In the Philippines, a civilian-military revolt overturned dictator Ferdinand Marcos and begat a corruption-tainted but enduring democracy. US-backed Chilean strongman Augusto Pinochet was forced by popular will to hold a 1988 referendum which led to a constitutional and electoral process.
And in US ally South Korea, pro-democracy protests jolted a military authoritarian regime to begin to transition to direct elections. US officials also looked at Poland’s transition from communist rule under charismatic Lech Walesa and the Czech Republic’s emergence under Vaclav Havel after the demise of the Warsaw Pact.
They caution that the march from dictatorship to genuine democracy is fraught, technical and not assured. Transitions that embrace all sectors of opinion have the best chance of success.
For Egypt, that would likely mean the military, civil society, opposition parties and grass roots protesters concurring on the way forward. “The key thing is that some group doesn’t feel disenfranchised by the process. You do that and you get spoilers,” a senior official said.

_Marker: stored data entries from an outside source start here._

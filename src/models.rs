//! # Models
//!
//! Shared data types for the rebalancing engine: network identifiers, transfers,
//! per-round observations/outcomes and report metadata.
//!
//! Every payload that crosses process boundaries (observations, outcomes, reports)
//! is JSON-encoded. Field order is fixed by the struct definitions, which makes the
//! encoding canonical: two nodes holding equal values produce identical bytes, and
//! content hashes computed over those bytes can be compared across the network.

use std::fmt;
use std::ops::Deref;

use anyhow::{Context, Result};
use chrono::{DateTime, Utc};
use ethers::types::{Bytes, H256, U256};
use serde::{Deserialize, Serialize};
use sha2::{Digest, Sha256};

pub use ethers::types::Address;

/// Hash identifying one on-chain OCR configuration.
pub type ConfigDigest = H256;

/// Opaque identifier of one blockchain network.
#[derive(
    Debug, Clone, Copy, Default, PartialEq, Eq, PartialOrd, Ord, Hash, Serialize, Deserialize,
)]
#[serde(transparent)]
pub struct NetworkSelector(pub u64);

impl NetworkSelector {
    pub fn as_u64(&self) -> u64 {
        self.0
    }
}

impl From<u64> for NetworkSelector {
    fn from(value: u64) -> Self {
        Self(value)
    }
}

impl fmt::Display for NetworkSelector {
    fn fmt(&self, f: &mut fmt::Formatter<'_>) -> fmt::Result {
        write!(f, "{}", self.0)
    }
}

/// Directed connection: `source` can send liquidity to `dest`.
#[derive(Debug, Clone, Copy, PartialEq, Eq, PartialOrd, Ord, Hash, Serialize, Deserialize)]
pub struct Edge {
    pub source: NetworkSelector,
    pub dest: NetworkSelector,
}

impl Edge {
    pub fn new(source: NetworkSelector, dest: NetworkSelector) -> Self {
        Self { source, dest }
    }
}

/// A cross-chain liquidity movement.
///
/// Two transfers are equal when they move the same `amount` between the same pair
/// of networks; timestamps and bridge payloads are deliberately ignored so that
/// the same instruction observed at different times is recognised as one transfer.
#[derive(Debug, Clone, Serialize, Deserialize)]
#[serde(rename_all = "camelCase")]
pub struct Transfer {
    pub from: NetworkSelector,
    pub to: NetworkSelector,
    pub amount: U256,
    #[serde(default)]
    pub created_at: DateTime<Utc>,
    #[serde(default)]
    pub bridge_data: Bytes,
    #[serde(default)]
    pub native_bridge_fee: U256,
}

impl Transfer {
    /// Builds a transfer with a zero timestamp, empty bridge payload and no fee.
    ///
    /// Strategies use this constructor: their output must not depend on the wall clock.
    pub fn new(from: NetworkSelector, to: NetworkSelector, amount: U256) -> Self {
        Self {
            from,
            to,
            amount,
            created_at: DateTime::<Utc>::default(),
            bridge_data: Bytes::default(),
            native_bridge_fee: U256::zero(),
        }
    }

    pub fn with_created_at(mut self, created_at: DateTime<Utc>) -> Self {
        self.created_at = created_at;
        self
    }

    pub fn with_bridge_data(mut self, bridge_data: impl Into<Bytes>) -> Self {
        self.bridge_data = bridge_data.into();
        self
    }

    pub fn with_native_bridge_fee(mut self, fee: U256) -> Self {
        self.native_bridge_fee = fee;
        self
    }
}

impl PartialEq for Transfer {
    fn eq(&self, other: &Self) -> bool {
        self.from == other.from && self.to == other.to && self.amount == other.amount
    }
}

impl Eq for Transfer {}

impl fmt::Display for Transfer {
    fn fmt(&self, f: &mut fmt::Formatter<'_>) -> fmt::Result {
        write!(f, "{} -> {} ({})", self.from, self.to, self.amount)
    }
}

/// Lifecycle of a transfer that has been submitted on-chain.
#[derive(Debug, Clone, Copy, PartialEq, Eq, Hash, Serialize, Deserialize)]
#[serde(rename_all = "kebab-case")]
pub enum TransferStatus {
    NotReady,
    Ready,
    Finalized,
    Executed,
}

impl TransferStatus {
    /// Finalized or executed transfers are confirmed on-chain and no longer inflight.
    pub fn is_confirmed(&self) -> bool {
        matches!(self, TransferStatus::Finalized | TransferStatus::Executed)
    }
}

/// A transfer known to the chain but not yet fully settled.
#[derive(Debug, Clone, PartialEq, Eq, Serialize, Deserialize)]
pub struct PendingTransfer {
    #[serde(flatten)]
    pub transfer: Transfer,
    pub status: TransferStatus,
    #[serde(default)]
    pub id: String,
}

impl PendingTransfer {
    pub fn new(transfer: Transfer, status: TransferStatus, id: impl Into<String>) -> Self {
        Self {
            transfer,
            status,
            id: id.into(),
        }
    }

    /// SHA-256 over the canonical JSON encoding. Used for quorum voting in Outcome.
    pub fn content_hash(&self) -> Result<[u8; 32]> {
        let encoded = serde_json::to_vec(self).context("encode pending transfer")?;
        Ok(Sha256::digest(&encoded).into())
    }
}

impl Deref for PendingTransfer {
    type Target = Transfer;

    fn deref(&self) -> &Self::Target {
        &self.transfer
    }
}

/// Liquidity held by the liquidity manager of one network.
#[derive(Debug, Clone, PartialEq, Eq, Serialize, Deserialize)]
#[serde(rename_all = "camelCase")]
pub struct NetworkLiquidity {
    pub network: NetworkSelector,
    pub liquidity: U256,
}

impl NetworkLiquidity {
    pub fn new(network: NetworkSelector, liquidity: U256) -> Self {
        Self { network, liquidity }
    }
}

/// One oracle's view of the world for a single round.
#[derive(Debug, Clone, Default, PartialEq, Eq, Serialize, Deserialize)]
#[serde(rename_all = "camelCase")]
pub struct Observation {
    #[serde(default)]
    pub liquidity_per_chain: Vec<NetworkLiquidity>,
    #[serde(default)]
    pub pending_transfers: Vec<PendingTransfer>,
}

impl Observation {
    pub fn new(
        liquidity_per_chain: Vec<NetworkLiquidity>,
        pending_transfers: Vec<PendingTransfer>,
    ) -> Self {
        Self {
            liquidity_per_chain,
            pending_transfers,
        }
    }

    pub fn encode(&self) -> Result<Vec<u8>> {
        serde_json::to_vec(self).context("encode observation")
    }

    pub fn decode(bytes: &[u8]) -> Result<Self> {
        serde_json::from_slice(bytes).context("decode observation")
    }
}

/// The consensus-reduced state of a round: median liquidity per chain and the
/// pending transfers reported by at least f+1 oracles.
#[derive(Debug, Clone, Default, PartialEq, Eq, Serialize, Deserialize)]
#[serde(rename_all = "camelCase")]
pub struct Outcome {
    #[serde(default)]
    pub liquidity_per_chain: Vec<NetworkLiquidity>,
    #[serde(default)]
    pub pending_transfers: Vec<PendingTransfer>,
}

impl Outcome {
    pub fn new(
        liquidity_per_chain: Vec<NetworkLiquidity>,
        pending_transfers: Vec<PendingTransfer>,
    ) -> Self {
        Self {
            liquidity_per_chain,
            pending_transfers,
        }
    }

    pub fn encode(&self) -> Result<Vec<u8>> {
        serde_json::to_vec(self).context("encode outcome")
    }

    pub fn decode(bytes: &[u8]) -> Result<Self> {
        serde_json::from_slice(bytes).context("decode outcome")
    }
}

/// Contents of one report, destined for the liquidity manager of `network_id`.
#[derive(Debug, Clone, Default, PartialEq, Eq, Serialize, Deserialize)]
#[serde(rename_all = "camelCase")]
pub struct ReportMetadata {
    #[serde(default)]
    pub transfers: Vec<Transfer>,
    #[serde(default)]
    pub liquidity_manager_address: Address,
    #[serde(default, rename = "networkID")]
    pub network_id: NetworkSelector,
    #[serde(default)]
    pub config_digest: ConfigDigest,
}

impl ReportMetadata {
    pub fn new(
        transfers: Vec<Transfer>,
        liquidity_manager_address: Address,
        network_id: NetworkSelector,
        config_digest: ConfigDigest,
    ) -> Self {
        Self {
            transfers,
            liquidity_manager_address,
            network_id,
            config_digest,
        }
    }

    pub fn encode(&self) -> Result<Vec<u8>> {
        serde_json::to_vec(self).context("encode report")
    }

    pub fn decode(bytes: &[u8]) -> Result<Self> {
        serde_json::from_slice(bytes).context("decode report")
    }
}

History shows Egypt would also be wise to “limit the agenda of change” the official said — adding that to try to do too much at once could lead to a fracturing of vital consensus. Egypt lacks the key ingredient of some popular revolts — a charismatic figure embodying hunger for change — as the Philippines had in Corazon Aquino.
But Carothers pointed out that while a rallying figure could provide “useful socio-political glue” the Chilean reform movement lacked an anti-government focal point but still succeeded.